Information given
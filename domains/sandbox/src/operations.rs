//! Sandbox operations and their backend calls
//!
//! Every operation the gateway can perform is a variant here. `to_call` is
//! an exhaustive match, so an operation without a backend mapping does not
//! compile.

use serde_json::{json, Map, Value};

use sandgate_sandbox::BackendCall;

/// Username used for Aura uploads when the caller gives none
pub const DEFAULT_AURA_USERNAME: &str = "neo4j";

/// Cypher returning node labels with their attributes and relationships
pub const SCHEMA_QUERY: &str = "call apoc.meta.data() yield label, property, type, other, unique, index, elementType \
where elementType = 'node' and not label starts with '_' \
with label, collect(case when type <> 'RELATIONSHIP' \
then [property, type + case when unique then ' unique' else '' end + \
case when index then ' indexed' else '' end] end) as attributes, \
collect(case when type = 'RELATIONSHIP' then [property, head(other)] end) as relationships \
return label, apoc.map.fromPairs(attributes) as attributes, \
apoc.map.fromPairs(relationships) as relationships";

#[derive(Debug, Clone, PartialEq)]
pub enum SandboxOperation {
    ListSandboxes {
        timezone: Option<String>,
    },
    StartSandbox {
        usecase: String,
    },
    StopSandbox {
        sandbox_hash_key: String,
    },
    /// Without a key, every sandbox of the caller is extended
    ExtendSandbox {
        sandbox_hash_key: Option<String>,
    },
    GetSandboxDetails {
        sandbox_hash_key: String,
        verify_connect: bool,
    },
    RequestBackup {
        sandbox_hash_key: String,
    },
    GetBackupResult {
        result_id: String,
    },
    ListBackups {
        sandbox_hash_key: String,
    },
    GetBackupDownloadUrl {
        sandbox_hash_key: String,
        key: String,
    },
    UploadToAura {
        sandbox_hash_key: String,
        aura_uri: String,
        aura_password: String,
        aura_username: String,
    },
    GetAuraUploadResult {
        result_id: String,
    },
    GetSchema {
        hash_key: String,
    },
    ReadQuery {
        hash_key: String,
        query: String,
        params: Option<Map<String, Value>>,
    },
    WriteQuery {
        hash_key: String,
        query: String,
        params: Option<Map<String, Value>>,
    },
}

impl SandboxOperation {
    /// Stable operation name for logs
    pub fn name(&self) -> &'static str {
        match self {
            SandboxOperation::ListSandboxes { .. } => "list_sandboxes_for_user",
            SandboxOperation::StartSandbox { .. } => "start_sandbox",
            SandboxOperation::StopSandbox { .. } => "stop_sandbox",
            SandboxOperation::ExtendSandbox { .. } => "extend_sandbox",
            SandboxOperation::GetSandboxDetails { .. } => "get_sandbox_details",
            SandboxOperation::RequestBackup { .. } => "request_backup",
            SandboxOperation::GetBackupResult { .. } => "get_backup_result",
            SandboxOperation::ListBackups { .. } => "list_backups",
            SandboxOperation::GetBackupDownloadUrl { .. } => "get_backup_download_url",
            SandboxOperation::UploadToAura { .. } => "upload_to_aura",
            SandboxOperation::GetAuraUploadResult { .. } => "get_aura_upload_result",
            SandboxOperation::GetSchema { .. } => "get_schema",
            SandboxOperation::ReadQuery { .. } => "read_query",
            SandboxOperation::WriteQuery { .. } => "write_query",
        }
    }

    /// Whether the operation changes backend state.
    ///
    /// Retries of these may execute more than once at the backend.
    pub fn is_write(&self) -> bool {
        matches!(
            self,
            SandboxOperation::StartSandbox { .. }
                | SandboxOperation::StopSandbox { .. }
                | SandboxOperation::ExtendSandbox { .. }
                | SandboxOperation::RequestBackup { .. }
                | SandboxOperation::UploadToAura { .. }
                | SandboxOperation::WriteQuery { .. }
        )
    }

    pub fn to_call(&self) -> BackendCall {
        match self {
            SandboxOperation::ListSandboxes { timezone } => {
                let call = BackendCall::get(["SandboxGetRunningInstancesForUser"]);
                match timezone {
                    Some(tz) => call.query("timezone", tz.as_str()),
                    None => call,
                }
            }
            SandboxOperation::StartSandbox { usecase } => {
                BackendCall::post(["SandboxRunInstance"]).json(json!({ "usecase": usecase }))
            }
            SandboxOperation::StopSandbox { sandbox_hash_key } => {
                BackendCall::post(["SandboxStopInstance"])
                    .json(json!({ "sandboxHashKey": sandbox_hash_key }))
            }
            SandboxOperation::ExtendSandbox { sandbox_hash_key } => {
                let body = match sandbox_hash_key.as_deref() {
                    Some(key) if !key.is_empty() => json!({ "sandboxHashKey": key }),
                    _ => json!({}),
                };
                BackendCall::post(["SandboxExtend"]).json(body)
            }
            SandboxOperation::GetSandboxDetails {
                sandbox_hash_key,
                verify_connect,
            } => BackendCall::get(["SandboxAuthdGetInstanceByHashKey"])
                .query("sandboxHashKey", sandbox_hash_key.as_str())
                .query("verifyConnect", verify_connect.to_string()),
            SandboxOperation::RequestBackup { sandbox_hash_key } => {
                BackendCall::post(["SandboxBackup", "request", sandbox_hash_key.as_str()])
            }
            SandboxOperation::GetBackupResult { result_id } => {
                BackendCall::get(["SandboxBackup", "result", result_id.as_str()])
            }
            SandboxOperation::ListBackups { sandbox_hash_key } => {
                BackendCall::get(["SandboxBackup", sandbox_hash_key.as_str()])
            }
            SandboxOperation::GetBackupDownloadUrl {
                sandbox_hash_key,
                key,
            } => BackendCall::post(["SandboxBackup", sandbox_hash_key.as_str()])
                .json(json!({ "key": key })),
            SandboxOperation::UploadToAura {
                sandbox_hash_key,
                aura_uri,
                aura_password,
                aura_username,
            } => BackendCall::post(["SandboxAuraUpload", "request", sandbox_hash_key.as_str()])
                .json(json!({
                    "aura_uri": aura_uri,
                    "aura_password": aura_password,
                    "aura_username": aura_username,
                })),
            SandboxOperation::GetAuraUploadResult { result_id } => {
                BackendCall::get(["SandboxAuraUpload", "result", result_id.as_str()])
            }
            SandboxOperation::GetSchema { hash_key } => run_query(hash_key, SCHEMA_QUERY, None, true),
            SandboxOperation::ReadQuery {
                hash_key,
                query,
                params,
            } => run_query(hash_key, query, params.as_ref(), true),
            SandboxOperation::WriteQuery {
                hash_key,
                query,
                params,
            } => run_query(hash_key, query, params.as_ref(), false),
        }
    }

    /// Shape a successful backend result into the response body.
    ///
    /// Calls without a body answer `{}`; the sandbox listing is wrapped.
    pub fn shape(&self, result: Option<Value>) -> Value {
        match self {
            SandboxOperation::ListSandboxes { .. } => {
                json!({ "sandboxes": result.unwrap_or(Value::Null) })
            }
            _ => result.unwrap_or_else(|| json!({})),
        }
    }
}

fn run_query(
    hash_key: &str,
    statement: &str,
    params: Option<&Map<String, Value>>,
    read_only: bool,
) -> BackendCall {
    let mut body = json!({
        "hash_key": hash_key,
        "statement": statement,
        "params": params,
    });
    if read_only {
        body["accessMode"] = json!("Read");
    }
    BackendCall::post(["SandboxRunQuery"]).json(body)
}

Problem to solve
With no other words, state how many lines above hold the word "collect".

Response for this exercise
2